▸ **PROVIDED RECORDS**:
//! Questionnaire submission endpoint
//!
//! Maps the submission service's outcomes onto the fixed wire contract:
//! - 200: `{"Questionnaire successfully submitted.": 1}`
//! - 404: `["Event <id> does not exist!"]`
//! - 400: array of `{"Invalid questionnaire submission": "<message>"}`
//! - 5xx: `{"error": "<what broke>"}`

use axum::{
    extract::{Path, State},
    http::StatusCode,
    response::{IntoResponse, Response},
    Json,
};
use serde_json::{json, Value};
use tracing::error;

use crate::questionnaire::SubmitError;
use crate::AppState;

/// POST /event/:event_id/questionnaire/submit
///
/// Body: JSON object keyed by question id, each mapping the question's
/// label to a boolean answer.
pub async fn submit_questionnaire(
    State(state): State<AppState>,
    Path(event_id): Path<String>,
    Json(payload): Json<Value>,
) -> Result<Json<Value>, SubmitRejection> {
    state
        .service
        .submit(&event_id, &payload)
        .await
        .map_err(SubmitRejection)?;

    Ok(Json(json!({ "Questionnaire successfully submitted.": 1 })))
}

/// Wire mapping for submission failures.
pub struct SubmitRejection(pub SubmitError);

impl IntoResponse for SubmitRejection {
    fn into_response(self) -> Response {
        match self.0 {
            SubmitError::EventNotFound(event_id) => (
                StatusCode::NOT_FOUND,
                Json(json!([format!("Event {} does not exist!", event_id)])),
            )
                .into_response(),
            SubmitError::Invalid(errors) => {
                let body: Vec<Value> = errors
                    .iter()
                    .map(|e| json!({ "Invalid questionnaire submission": e.message() }))
                    .collect();
                (StatusCode::BAD_REQUEST, Json(Value::Array(body))).into_response()
            }
            SubmitError::Persistence { step, source } => {
                error!(%step, "Submission persisted partially: {}", source);
                (
                    StatusCode::INTERNAL_SERVER_ERROR,
                    Json(json!({ "error": format!("Persistence failed during {}: {}", step, source) })),
                )
                    .into_response()
            }
            SubmitError::Upstream(source) => {
                error!("Storage unavailable: {}", source);
                (
                    StatusCode::SERVICE_UNAVAILABLE,
                    Json(json!({ "error": format!("Storage unavailable: {}", source) })),
                )
                    .into_response()
            }
        }
    }
}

▸ **EXERCISE PROMPT**:
Every line above is to be transcribed exactly.

▸ **ANSWER SECTION**:
//! Questionnaire submission endpoint
//!
//! Maps the submission service's outcomes onto the fixed wire contract:
//! - 200: `{"Questionnaire successfully submitted.": 1}`
//! - 404: `["Event <id> does not exist!"]`
//! - 400: array of `{"Invalid questionnaire submission": "<message>"}`
//! - 5xx: `{"error": "<what broke>"}`

use axum::{
    extract::{Path, State},
    http::StatusCode,
    response::{IntoResponse, Response},
    Json,
};
use serde_json::{json, Value};
use tracing::error;

use crate::questionnaire::SubmitError;
use crate::AppState;

/// POST /event/:event_id/questionnaire/submit
///
/// Body: JSON object keyed by question id, each mapping the question's
/// label to a boolean answer.
pub async fn submit_questionnaire(
    State(state): State<AppState>,
    Path(event_id): Path<String>,
    Json(payload): Json<Value>,
) -> Result<Json<Value>, SubmitRejection> {
    state
        .service
        .submit(&event_id, &payload)
        .await
        .map_err(SubmitRejection)?;

    Ok(Json(json!({ "Questionnaire successfully submitted.": 1 })))
}

/// Wire mapping for submission failures.
pub struct SubmitRejection(pub SubmitError);

impl IntoResponse for SubmitRejection {
    fn into_response(self) -> Response {
        match self.0 {
            SubmitError::EventNotFound(event_id) => (
                StatusCode::NOT_FOUND,
                Json(json!([format!("Event {} does not exist!", event_id)])),
            )
                .into_response(),
            SubmitError::Invalid(errors) => {
                let body: Vec<Value> = errors
                    .iter()
                    .map(|e| json!({ "Invalid questionnaire submission": e.message() }))
                    .collect();
                (StatusCode::BAD_REQUEST, Json(Value::Array(body))).into_response()
            }
            SubmitError::Persistence { step, source } => {
                error!(%step, "Submission persisted partially: {}", source);
                (
                    StatusCode::INTERNAL_SERVER_ERROR,
                    Json(json!({ "error": format!("Persistence failed during {}: {}", step, source) })),
                )
                    .into_response()
            }
            SubmitError::Upstream(source) => {
                error!("Storage unavailable: {}", source);
                (
                    StatusCode::SERVICE_UNAVAILABLE,
                    Json(json!({ "error": format!("Storage unavailable: {}", source) })),
                )
                    .into_response()
            }
        }
    }
}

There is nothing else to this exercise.